Only lines with the string "CliError" are wanted. Pull them out of the data.

· · · ·

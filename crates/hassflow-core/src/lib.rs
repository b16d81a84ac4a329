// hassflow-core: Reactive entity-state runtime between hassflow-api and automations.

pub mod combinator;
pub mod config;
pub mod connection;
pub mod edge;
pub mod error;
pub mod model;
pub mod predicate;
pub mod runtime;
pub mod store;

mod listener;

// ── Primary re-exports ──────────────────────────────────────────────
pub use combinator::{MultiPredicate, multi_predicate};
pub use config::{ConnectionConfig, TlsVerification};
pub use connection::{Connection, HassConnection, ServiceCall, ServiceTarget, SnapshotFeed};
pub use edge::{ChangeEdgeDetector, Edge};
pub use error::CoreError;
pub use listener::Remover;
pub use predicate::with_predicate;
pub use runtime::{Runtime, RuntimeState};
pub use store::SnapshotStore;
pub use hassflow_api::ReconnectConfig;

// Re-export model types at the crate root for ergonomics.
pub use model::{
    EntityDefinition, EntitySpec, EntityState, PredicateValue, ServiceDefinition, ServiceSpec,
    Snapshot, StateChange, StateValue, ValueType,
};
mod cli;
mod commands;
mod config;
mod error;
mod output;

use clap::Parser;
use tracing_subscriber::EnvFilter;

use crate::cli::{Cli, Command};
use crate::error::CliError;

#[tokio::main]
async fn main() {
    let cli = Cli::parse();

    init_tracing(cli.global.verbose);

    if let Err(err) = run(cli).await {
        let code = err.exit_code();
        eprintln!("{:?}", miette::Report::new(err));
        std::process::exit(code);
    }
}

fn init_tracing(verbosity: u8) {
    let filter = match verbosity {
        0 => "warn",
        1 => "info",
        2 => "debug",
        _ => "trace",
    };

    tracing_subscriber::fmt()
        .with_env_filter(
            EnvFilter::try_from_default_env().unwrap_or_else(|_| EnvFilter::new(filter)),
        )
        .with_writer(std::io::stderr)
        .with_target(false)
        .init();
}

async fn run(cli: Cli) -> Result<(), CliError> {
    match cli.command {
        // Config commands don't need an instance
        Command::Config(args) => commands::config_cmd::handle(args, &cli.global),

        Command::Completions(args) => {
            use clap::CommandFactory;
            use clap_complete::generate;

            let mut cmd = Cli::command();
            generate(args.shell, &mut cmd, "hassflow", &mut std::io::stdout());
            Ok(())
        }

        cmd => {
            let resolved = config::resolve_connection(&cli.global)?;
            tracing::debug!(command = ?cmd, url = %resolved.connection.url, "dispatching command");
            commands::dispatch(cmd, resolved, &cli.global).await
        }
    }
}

· · · ·

*RESPONSE AREA*:
use crate::error::CliError;
async fn run(cli: Cli) -> Result<(), CliError> {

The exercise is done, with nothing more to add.